SEVEN YEARS ON and the memory of All-Ireland final day does not fade.

That 2010 experience was a novel one for Jamie Wall and his Cork minor colleagues, youngsters featuring on the biggest afternoon of the Gaelic football calendar for the first time.

When the final whistle sounded they were one point adrift of Tyrone – but the defeat is the not the main takeaway from 19 September 2010.

“I remember when we started that game the place was half-full and there was just pockets of supporters there. But then as we came out for the second half, the place had doubled in size with the senior game approaching – nearly 70,000 people packed in as our match was finishing up.

“It was just an unbelievable experience. I played in an All-Ireland U21 football final and a Fitzgibbon Cup final but short of playing in a senior final, you’ll never experience something like that.

“For minor players to be in an All-Ireland final when your county is involved in the senior game is just really special.
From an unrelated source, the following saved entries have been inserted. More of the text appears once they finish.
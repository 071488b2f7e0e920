//! Event types shared by every calendar provider.
//!
//! This module provides:
//! - [`ProviderId`]: The closed set of supported calendar providers
//! - [`UnifiedEvent`]: The canonical, provider-independent event
//! - [`sort_events`]: The deterministic ordering applied before events leave the service

use std::cmp::Ordering;
use std::fmt;
use std::str::FromStr;

use chrono::{DateTime, Utc};
use serde::{Deserialize, Serialize};
use thiserror::Error;

/// A supported calendar provider.
///
/// The declaration order is significant: it is the tie-breaker used by
/// [`sort_events`] when two events start at the same instant.
#[derive(Debug, Clone, Copy, PartialEq, Eq, Hash, PartialOrd, Ord, Serialize, Deserialize)]
#[serde(rename_all = "lowercase")]
pub enum ProviderId {
    /// Google Calendar.
    Google,
    /// Microsoft Outlook via the Graph API.
    Outlook,
}

impl ProviderId {
    /// All supported providers.
    pub const ALL: [ProviderId; 2] = [ProviderId::Google, ProviderId::Outlook];

    /// Returns the lowercase wire name of this provider.
    pub fn as_str(&self) -> &'static str {
        match self {
            Self::Google => "google",
            Self::Outlook => "outlook",
        }
    }
}

impl fmt::Display for ProviderId {
    fn fmt(&self, f: &mut fmt::Formatter<'_>) -> fmt::Result {
        f.write_str(self.as_str())
    }
}

/// Returned when a string does not name a supported provider.
#[derive(Debug, Clone, PartialEq, Eq, Error)]
#[error("unknown calendar provider: {0}")]
pub struct UnknownProviderId(pub String);

impl FromStr for ProviderId {
    type Err = UnknownProviderId;

    fn from_str(s: &str) -> Result<Self, Self::Err> {
        match s.trim().to_ascii_lowercase().as_str() {
            "google" => Ok(Self::Google),
            "outlook" => Ok(Self::Outlook),
            _ => Err(UnknownProviderId(s.to_string())),
        }
    }
}

/// A calendar event in the canonical representation.
///
/// `id` is only unique within `source`; use [`UnifiedEvent::global_key`]
/// when events from several providers are mixed.
#[derive(Debug, Clone, PartialEq, Serialize, Deserialize)]
pub struct UnifiedEvent {
    /// Provider-assigned identifier.
    pub id: String,
    /// The event title, absent when the provider has none.
    pub title: Option<String>,
    /// When the event starts (UTC).
    pub start: DateTime<Utc>,
    /// When the event ends (UTC), if known.
    pub end: Option<DateTime<Utc>>,
    /// Whether this is an all-day event.
    pub all_day: bool,
    /// The provider this event came from.
    pub source: ProviderId,
    /// Free-form location text.
    #[serde(default, skip_serializing_if = "Option::is_none")]
    pub location: Option<String>,
    /// Link to the event in the provider's web UI.
    #[serde(default, skip_serializing_if = "Option::is_none")]
    pub html_link: Option<String>,
    /// The untouched provider payload.
    pub raw: serde_json::Value,
}

impl UnifiedEvent {
    /// Creates a new event with the required fields.
    pub fn new(
        source: ProviderId,
        id: impl Into<String>,
        start: DateTime<Utc>,
        raw: serde_json::Value,
    ) -> Self {
        Self {
            id: id.into(),
            title: None,
            start,
            end: None,
            all_day: false,
            source,
            location: None,
            html_link: None,
            raw,
        }
    }

    /// Returns a key that is unique across providers.
    pub fn global_key(&self) -> String {
        format!("{}:{}", self.source, self.id)
    }

    /// Builder method to set the title.
    pub fn with_title(mut self, title: Option<String>) -> Self {
        self.title = title;
        self
    }

    /// Builder method to set the end time.
    pub fn with_end(mut self, end: Option<DateTime<Utc>>) -> Self {
        self.end = end;
        self
    }

    /// Builder method to mark the event as all-day.
    pub fn with_all_day(mut self, all_day: bool) -> Self {
        self.all_day = all_day;
        self
    }

    /// Builder method to set the location.
    pub fn with_location(mut self, location: Option<String>) -> Self {
        self.location = location;
        self
    }

    /// Builder method to set the web link.
    pub fn with_html_link(mut self, html_link: Option<String>) -> Self {
        self.html_link = html_link;
        self
    }

    /// Compares two events by `start`, then `source`, then `id`.
    pub fn display_order(&self, other: &Self) -> Ordering {
        self.start
            .cmp(&other.start)
            .then_with(|| self.source.cmp(&other.source))
            .then_with(|| self.id.cmp(&other.id))
    }
}

/// Sorts events ascending by start time; ties break on source, then id.
pub fn sort_events(events: &mut [UnifiedEvent]) {
    events.sort_by(UnifiedEvent::display_order);
}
It’s something that will be with me forever.

Cork team Lorraine O'Sullivan / INPHO Jamie Wall (second back left) before the 2010 All-Ireland minor final. Lorraine O'Sullivan / INPHO / INPHO

“I know we lost and there was disappointment over that for a long time. Croke Park used to play Beautiful Day at the final whistle after matches and for a couple of years after I couldn’t stomach hearing that song, it would just remind me of losing to Tyrone.

“But looking back now – to have got the chance to play there, regardless of the fact we lost the game, it was still one of the best days of my life.”

Wall juggled both codes that summer. He had spent some time in 2009 with the Cork minor hurlers before in 2010 playing for both county sides.

“I did my Leaving Cert in 2011 so I think not having that as well to worry about in 2010 was a big help and allowed me to be a dual minor.

“There were five or six of us on both panels. We trained Monday with the hurlers, Tuesday with the footballers and Thursday then was dependent on whichever team had championship coming up.”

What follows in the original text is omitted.